[[ The records open ]]
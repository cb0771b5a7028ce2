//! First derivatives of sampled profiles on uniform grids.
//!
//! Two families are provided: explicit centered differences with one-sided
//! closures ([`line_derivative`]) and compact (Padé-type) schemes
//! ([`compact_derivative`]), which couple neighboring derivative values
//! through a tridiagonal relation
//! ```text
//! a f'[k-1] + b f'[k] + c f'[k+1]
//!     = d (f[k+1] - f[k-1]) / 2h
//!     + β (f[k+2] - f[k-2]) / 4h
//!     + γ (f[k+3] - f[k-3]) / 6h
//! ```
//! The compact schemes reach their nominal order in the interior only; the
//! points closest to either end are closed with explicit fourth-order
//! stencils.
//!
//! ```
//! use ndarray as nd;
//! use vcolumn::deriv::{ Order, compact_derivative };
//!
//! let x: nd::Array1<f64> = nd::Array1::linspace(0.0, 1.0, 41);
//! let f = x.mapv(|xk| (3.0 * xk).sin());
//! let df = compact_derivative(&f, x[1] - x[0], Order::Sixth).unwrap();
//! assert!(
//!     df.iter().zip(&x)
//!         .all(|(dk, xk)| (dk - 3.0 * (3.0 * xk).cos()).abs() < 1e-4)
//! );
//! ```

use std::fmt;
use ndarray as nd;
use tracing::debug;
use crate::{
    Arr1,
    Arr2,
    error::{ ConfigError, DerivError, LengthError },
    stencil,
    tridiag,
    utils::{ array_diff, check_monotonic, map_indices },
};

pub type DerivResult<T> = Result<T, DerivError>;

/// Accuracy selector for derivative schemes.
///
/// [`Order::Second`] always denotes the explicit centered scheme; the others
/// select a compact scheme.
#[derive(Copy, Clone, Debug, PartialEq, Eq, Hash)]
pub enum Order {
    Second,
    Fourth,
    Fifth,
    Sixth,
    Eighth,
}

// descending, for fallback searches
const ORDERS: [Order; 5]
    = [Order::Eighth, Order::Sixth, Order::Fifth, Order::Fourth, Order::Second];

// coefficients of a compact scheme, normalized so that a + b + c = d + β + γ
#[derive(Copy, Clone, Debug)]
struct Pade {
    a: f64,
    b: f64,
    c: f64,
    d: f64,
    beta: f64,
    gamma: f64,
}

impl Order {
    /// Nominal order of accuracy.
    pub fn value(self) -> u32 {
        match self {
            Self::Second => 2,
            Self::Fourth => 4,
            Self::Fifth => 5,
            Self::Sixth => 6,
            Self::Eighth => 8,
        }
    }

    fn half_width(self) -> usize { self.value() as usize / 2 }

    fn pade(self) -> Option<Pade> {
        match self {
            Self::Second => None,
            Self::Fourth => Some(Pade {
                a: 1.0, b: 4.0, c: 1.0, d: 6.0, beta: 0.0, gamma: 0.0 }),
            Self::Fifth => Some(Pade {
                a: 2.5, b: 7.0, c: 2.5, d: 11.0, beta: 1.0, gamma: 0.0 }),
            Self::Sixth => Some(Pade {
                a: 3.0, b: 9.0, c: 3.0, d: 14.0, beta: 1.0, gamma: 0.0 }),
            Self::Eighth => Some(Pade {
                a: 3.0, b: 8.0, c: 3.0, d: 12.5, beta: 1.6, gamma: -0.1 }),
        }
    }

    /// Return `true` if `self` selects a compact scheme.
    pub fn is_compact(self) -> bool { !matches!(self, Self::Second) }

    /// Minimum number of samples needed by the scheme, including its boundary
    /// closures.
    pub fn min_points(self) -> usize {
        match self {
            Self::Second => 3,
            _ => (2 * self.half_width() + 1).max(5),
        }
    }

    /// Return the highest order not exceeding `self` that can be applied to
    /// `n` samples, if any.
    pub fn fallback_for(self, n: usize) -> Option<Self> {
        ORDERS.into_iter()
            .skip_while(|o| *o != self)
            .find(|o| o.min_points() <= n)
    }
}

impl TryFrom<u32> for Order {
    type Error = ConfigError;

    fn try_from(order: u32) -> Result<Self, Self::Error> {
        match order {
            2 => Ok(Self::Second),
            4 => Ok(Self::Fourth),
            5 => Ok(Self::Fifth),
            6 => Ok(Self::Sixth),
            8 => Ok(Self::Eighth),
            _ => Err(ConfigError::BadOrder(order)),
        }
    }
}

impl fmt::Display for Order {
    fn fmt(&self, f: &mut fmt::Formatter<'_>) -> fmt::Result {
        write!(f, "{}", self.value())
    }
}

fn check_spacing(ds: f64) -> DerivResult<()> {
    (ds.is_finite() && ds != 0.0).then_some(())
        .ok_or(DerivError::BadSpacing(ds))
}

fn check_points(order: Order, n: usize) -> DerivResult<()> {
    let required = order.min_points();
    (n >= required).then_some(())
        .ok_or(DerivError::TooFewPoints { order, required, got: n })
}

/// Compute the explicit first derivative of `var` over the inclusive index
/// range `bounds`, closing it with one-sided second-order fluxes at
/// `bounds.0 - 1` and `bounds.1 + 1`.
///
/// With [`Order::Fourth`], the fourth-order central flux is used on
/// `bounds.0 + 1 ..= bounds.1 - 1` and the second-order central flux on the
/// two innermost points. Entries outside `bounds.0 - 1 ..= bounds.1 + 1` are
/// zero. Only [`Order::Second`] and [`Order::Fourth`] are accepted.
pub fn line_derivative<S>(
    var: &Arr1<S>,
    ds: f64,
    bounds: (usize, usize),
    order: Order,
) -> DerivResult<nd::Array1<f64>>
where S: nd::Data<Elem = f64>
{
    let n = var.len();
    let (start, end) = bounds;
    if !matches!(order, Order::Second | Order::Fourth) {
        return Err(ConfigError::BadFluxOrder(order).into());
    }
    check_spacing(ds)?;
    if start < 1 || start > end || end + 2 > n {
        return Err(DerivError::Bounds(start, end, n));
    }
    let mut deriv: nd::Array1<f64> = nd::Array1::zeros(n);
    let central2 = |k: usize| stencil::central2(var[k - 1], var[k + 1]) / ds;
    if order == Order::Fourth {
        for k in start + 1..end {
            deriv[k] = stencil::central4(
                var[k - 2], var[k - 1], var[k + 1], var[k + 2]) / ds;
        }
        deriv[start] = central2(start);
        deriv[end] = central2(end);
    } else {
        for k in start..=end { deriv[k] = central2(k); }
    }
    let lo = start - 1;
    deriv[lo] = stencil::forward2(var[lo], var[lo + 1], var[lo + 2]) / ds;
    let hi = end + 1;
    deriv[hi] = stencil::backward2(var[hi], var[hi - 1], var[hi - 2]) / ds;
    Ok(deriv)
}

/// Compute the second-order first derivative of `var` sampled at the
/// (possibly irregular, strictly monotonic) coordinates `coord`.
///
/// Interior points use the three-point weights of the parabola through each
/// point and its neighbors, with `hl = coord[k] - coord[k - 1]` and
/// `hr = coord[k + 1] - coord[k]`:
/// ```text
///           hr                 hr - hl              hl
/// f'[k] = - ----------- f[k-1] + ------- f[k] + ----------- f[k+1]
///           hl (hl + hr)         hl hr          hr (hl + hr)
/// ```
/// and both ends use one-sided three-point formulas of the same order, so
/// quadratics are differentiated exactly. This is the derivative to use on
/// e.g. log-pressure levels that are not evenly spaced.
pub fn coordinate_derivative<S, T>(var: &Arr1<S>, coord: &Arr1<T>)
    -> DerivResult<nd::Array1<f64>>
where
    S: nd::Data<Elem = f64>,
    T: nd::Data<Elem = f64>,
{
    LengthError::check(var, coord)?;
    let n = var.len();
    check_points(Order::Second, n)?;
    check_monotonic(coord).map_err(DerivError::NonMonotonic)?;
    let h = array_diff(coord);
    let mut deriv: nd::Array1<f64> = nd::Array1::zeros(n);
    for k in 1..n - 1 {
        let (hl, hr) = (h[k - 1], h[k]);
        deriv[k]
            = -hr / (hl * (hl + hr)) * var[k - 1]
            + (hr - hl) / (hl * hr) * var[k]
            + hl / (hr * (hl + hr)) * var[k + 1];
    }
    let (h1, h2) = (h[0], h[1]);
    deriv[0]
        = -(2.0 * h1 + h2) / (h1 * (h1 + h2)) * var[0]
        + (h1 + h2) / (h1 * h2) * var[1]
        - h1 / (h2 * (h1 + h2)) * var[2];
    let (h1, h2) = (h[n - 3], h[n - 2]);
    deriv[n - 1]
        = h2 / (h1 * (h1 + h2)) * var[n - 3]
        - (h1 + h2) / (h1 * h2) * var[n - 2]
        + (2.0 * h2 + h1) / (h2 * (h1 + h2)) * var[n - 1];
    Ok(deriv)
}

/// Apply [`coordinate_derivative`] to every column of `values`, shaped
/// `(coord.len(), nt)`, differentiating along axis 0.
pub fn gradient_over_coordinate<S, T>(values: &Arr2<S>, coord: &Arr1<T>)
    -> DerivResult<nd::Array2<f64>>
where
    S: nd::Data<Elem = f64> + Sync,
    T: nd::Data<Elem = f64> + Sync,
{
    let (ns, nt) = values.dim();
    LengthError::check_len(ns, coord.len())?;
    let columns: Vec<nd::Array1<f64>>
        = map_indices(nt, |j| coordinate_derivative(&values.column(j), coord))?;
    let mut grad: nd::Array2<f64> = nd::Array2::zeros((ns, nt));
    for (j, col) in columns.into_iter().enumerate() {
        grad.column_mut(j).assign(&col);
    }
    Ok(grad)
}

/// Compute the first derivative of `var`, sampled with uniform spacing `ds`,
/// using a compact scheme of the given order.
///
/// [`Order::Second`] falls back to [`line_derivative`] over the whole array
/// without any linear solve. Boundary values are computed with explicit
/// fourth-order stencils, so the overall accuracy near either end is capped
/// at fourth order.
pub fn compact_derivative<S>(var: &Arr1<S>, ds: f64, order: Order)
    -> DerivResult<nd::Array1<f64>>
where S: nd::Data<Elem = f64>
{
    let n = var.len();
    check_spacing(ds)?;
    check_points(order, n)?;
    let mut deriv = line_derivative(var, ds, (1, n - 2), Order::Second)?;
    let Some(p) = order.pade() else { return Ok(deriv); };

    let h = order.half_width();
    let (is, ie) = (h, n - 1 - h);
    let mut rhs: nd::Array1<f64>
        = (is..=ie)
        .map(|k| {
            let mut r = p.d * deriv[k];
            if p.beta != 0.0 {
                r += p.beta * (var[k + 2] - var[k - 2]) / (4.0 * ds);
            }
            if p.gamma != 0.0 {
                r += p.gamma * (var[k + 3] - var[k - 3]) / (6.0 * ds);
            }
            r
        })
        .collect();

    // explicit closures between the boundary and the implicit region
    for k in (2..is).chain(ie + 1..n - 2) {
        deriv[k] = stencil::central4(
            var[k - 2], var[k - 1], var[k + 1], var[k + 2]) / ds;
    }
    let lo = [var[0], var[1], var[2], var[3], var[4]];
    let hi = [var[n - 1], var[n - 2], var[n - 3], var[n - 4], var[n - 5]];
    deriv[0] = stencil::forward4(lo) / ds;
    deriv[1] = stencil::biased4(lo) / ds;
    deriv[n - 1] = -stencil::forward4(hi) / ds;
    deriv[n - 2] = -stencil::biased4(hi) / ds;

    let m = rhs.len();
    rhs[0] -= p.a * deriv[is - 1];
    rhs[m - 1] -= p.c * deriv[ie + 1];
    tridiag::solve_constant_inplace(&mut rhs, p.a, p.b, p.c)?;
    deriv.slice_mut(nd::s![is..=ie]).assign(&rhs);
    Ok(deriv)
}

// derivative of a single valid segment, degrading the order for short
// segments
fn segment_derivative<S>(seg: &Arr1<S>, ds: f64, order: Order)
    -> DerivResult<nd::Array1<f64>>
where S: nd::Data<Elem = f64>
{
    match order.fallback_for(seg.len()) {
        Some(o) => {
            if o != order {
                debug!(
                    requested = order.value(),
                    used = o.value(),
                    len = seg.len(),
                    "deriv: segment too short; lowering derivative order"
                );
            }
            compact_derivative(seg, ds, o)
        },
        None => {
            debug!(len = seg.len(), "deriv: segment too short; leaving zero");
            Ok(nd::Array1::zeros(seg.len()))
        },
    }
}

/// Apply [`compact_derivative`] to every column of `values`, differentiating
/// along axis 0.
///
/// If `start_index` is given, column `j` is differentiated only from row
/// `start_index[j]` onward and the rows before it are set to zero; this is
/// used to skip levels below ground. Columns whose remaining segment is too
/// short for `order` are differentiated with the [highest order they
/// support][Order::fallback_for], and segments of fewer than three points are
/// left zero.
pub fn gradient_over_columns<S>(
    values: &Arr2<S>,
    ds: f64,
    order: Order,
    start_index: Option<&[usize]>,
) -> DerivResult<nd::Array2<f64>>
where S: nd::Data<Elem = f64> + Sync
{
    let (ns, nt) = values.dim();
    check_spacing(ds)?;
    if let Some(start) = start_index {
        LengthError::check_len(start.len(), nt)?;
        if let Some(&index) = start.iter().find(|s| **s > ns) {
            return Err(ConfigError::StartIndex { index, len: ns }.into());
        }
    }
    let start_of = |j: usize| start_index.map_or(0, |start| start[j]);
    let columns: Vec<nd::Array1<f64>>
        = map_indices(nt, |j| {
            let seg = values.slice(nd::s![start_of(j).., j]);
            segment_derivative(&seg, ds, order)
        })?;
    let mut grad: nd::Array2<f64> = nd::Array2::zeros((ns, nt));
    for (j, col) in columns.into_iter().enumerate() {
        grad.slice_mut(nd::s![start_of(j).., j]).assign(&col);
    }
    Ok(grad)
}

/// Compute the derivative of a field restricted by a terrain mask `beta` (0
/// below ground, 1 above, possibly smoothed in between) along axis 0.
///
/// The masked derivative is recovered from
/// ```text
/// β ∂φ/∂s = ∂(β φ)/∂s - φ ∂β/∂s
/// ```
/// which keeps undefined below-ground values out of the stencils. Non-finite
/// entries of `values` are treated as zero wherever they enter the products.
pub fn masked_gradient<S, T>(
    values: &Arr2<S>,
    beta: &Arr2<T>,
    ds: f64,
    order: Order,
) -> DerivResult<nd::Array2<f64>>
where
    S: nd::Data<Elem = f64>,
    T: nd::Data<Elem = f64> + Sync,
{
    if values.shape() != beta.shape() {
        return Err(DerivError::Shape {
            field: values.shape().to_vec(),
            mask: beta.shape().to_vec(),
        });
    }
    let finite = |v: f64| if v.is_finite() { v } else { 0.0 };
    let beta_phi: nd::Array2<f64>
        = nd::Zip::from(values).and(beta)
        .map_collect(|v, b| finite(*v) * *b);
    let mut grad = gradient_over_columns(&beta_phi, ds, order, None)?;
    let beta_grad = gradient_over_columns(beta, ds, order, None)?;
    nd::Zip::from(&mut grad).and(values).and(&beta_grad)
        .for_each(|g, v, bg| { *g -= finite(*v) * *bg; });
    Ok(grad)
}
[[ The records closed ]]
[[ The records open ]]
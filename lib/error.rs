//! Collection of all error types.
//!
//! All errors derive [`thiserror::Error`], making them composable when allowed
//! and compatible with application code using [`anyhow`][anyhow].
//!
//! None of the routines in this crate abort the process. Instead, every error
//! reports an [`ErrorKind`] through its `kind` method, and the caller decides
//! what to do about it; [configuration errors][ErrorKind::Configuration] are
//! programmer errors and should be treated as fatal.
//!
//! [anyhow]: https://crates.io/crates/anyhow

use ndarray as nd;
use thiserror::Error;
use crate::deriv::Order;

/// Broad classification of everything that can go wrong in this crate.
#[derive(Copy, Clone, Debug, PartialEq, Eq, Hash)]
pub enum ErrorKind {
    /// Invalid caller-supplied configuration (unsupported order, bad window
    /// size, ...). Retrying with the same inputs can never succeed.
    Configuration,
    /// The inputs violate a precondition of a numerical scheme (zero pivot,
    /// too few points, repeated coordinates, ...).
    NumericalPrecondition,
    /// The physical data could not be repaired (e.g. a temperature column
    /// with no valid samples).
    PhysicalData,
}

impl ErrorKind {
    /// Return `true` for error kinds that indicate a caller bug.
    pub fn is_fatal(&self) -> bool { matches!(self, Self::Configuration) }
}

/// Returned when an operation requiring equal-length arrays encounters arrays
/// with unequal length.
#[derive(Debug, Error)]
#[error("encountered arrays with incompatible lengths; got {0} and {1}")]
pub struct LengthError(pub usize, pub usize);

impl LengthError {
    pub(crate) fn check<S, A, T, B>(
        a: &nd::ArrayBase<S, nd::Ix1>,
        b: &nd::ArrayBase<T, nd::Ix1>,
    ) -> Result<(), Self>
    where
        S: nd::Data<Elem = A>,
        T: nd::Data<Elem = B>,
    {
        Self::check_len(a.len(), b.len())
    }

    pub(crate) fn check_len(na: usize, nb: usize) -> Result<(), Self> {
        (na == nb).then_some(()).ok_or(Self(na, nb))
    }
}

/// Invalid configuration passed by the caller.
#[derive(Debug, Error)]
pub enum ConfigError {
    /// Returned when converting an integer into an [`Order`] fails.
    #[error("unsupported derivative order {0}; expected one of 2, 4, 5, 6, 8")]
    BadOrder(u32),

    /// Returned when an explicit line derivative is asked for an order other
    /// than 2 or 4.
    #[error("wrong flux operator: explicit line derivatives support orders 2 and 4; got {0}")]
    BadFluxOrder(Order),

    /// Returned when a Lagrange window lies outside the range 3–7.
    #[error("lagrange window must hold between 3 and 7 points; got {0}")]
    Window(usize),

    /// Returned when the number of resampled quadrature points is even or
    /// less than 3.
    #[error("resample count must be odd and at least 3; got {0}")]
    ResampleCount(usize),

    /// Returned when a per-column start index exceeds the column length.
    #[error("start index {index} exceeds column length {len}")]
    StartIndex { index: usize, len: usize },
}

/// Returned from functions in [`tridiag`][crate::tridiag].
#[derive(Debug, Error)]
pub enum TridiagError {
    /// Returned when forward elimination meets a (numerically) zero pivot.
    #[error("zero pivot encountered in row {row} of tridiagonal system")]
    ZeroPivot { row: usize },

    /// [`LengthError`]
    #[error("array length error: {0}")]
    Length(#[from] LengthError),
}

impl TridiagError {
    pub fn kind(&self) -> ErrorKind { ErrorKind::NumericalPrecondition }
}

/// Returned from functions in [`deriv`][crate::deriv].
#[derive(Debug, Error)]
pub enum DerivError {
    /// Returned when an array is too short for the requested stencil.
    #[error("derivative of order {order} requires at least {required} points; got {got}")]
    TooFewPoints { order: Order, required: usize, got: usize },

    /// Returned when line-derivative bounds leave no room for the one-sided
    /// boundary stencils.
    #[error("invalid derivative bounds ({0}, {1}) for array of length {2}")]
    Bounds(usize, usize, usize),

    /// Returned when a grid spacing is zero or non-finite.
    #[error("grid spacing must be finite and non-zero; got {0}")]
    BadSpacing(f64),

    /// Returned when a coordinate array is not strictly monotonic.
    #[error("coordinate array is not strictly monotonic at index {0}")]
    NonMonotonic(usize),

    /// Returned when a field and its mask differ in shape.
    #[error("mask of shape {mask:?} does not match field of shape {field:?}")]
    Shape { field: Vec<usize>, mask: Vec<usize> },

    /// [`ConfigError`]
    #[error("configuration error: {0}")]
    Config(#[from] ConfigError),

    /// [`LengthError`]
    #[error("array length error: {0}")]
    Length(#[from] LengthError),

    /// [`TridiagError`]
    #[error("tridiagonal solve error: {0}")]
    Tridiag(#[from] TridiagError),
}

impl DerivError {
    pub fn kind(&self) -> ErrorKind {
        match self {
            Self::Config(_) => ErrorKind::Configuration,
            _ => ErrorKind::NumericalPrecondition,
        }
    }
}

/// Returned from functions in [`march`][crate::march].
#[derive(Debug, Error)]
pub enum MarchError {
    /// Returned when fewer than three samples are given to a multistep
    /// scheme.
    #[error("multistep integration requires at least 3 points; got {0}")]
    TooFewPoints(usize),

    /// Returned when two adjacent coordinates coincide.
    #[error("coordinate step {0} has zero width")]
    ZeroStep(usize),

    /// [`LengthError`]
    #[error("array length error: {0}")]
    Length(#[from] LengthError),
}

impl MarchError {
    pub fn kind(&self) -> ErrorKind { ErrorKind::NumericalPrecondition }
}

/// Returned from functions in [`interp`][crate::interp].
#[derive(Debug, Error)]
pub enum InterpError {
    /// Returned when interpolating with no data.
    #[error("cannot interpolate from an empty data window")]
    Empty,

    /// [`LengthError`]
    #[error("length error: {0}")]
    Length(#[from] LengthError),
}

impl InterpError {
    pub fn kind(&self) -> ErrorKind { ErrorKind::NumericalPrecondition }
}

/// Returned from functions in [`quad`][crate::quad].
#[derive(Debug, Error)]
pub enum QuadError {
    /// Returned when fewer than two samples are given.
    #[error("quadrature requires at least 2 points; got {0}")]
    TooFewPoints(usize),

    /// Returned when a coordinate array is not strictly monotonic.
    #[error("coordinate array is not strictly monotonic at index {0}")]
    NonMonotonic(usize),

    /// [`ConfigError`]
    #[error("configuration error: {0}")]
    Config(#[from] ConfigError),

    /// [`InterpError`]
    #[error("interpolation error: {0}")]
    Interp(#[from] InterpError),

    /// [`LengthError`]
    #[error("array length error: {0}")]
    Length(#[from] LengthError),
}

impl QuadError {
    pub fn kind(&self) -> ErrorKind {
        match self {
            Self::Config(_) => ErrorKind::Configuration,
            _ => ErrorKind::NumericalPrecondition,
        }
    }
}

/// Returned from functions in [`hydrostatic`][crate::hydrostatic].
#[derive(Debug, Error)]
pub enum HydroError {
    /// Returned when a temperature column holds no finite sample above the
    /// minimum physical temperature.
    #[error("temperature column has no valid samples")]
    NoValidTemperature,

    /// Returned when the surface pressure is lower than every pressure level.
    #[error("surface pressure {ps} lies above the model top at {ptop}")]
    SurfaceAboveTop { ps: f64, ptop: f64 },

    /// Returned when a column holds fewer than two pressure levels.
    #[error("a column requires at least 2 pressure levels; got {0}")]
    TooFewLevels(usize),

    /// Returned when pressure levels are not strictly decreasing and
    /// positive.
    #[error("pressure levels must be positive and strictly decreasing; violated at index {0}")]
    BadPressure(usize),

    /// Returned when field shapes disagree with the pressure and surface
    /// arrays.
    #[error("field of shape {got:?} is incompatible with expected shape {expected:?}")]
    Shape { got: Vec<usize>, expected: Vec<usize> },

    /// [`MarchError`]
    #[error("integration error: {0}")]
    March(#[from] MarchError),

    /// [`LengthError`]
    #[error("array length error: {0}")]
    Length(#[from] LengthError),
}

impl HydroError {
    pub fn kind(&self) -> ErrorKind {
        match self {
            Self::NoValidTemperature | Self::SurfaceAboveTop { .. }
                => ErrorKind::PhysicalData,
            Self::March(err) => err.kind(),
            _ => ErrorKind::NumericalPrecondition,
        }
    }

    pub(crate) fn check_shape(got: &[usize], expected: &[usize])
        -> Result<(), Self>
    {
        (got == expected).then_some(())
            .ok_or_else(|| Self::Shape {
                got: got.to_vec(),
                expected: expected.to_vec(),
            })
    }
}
[[ The records closed ]]
**To do**
Would you report every line of the entries above containing the word "Fifth"?

**Written answer**
    Fifth,
    = [Order::Eighth, Order::Sixth, Order::Fifth, Order::Fourth, Order::Second];
            Self::Fifth => 5,
            Self::Fifth => Some(Pade {
            5 => Ok(Self::Fifth),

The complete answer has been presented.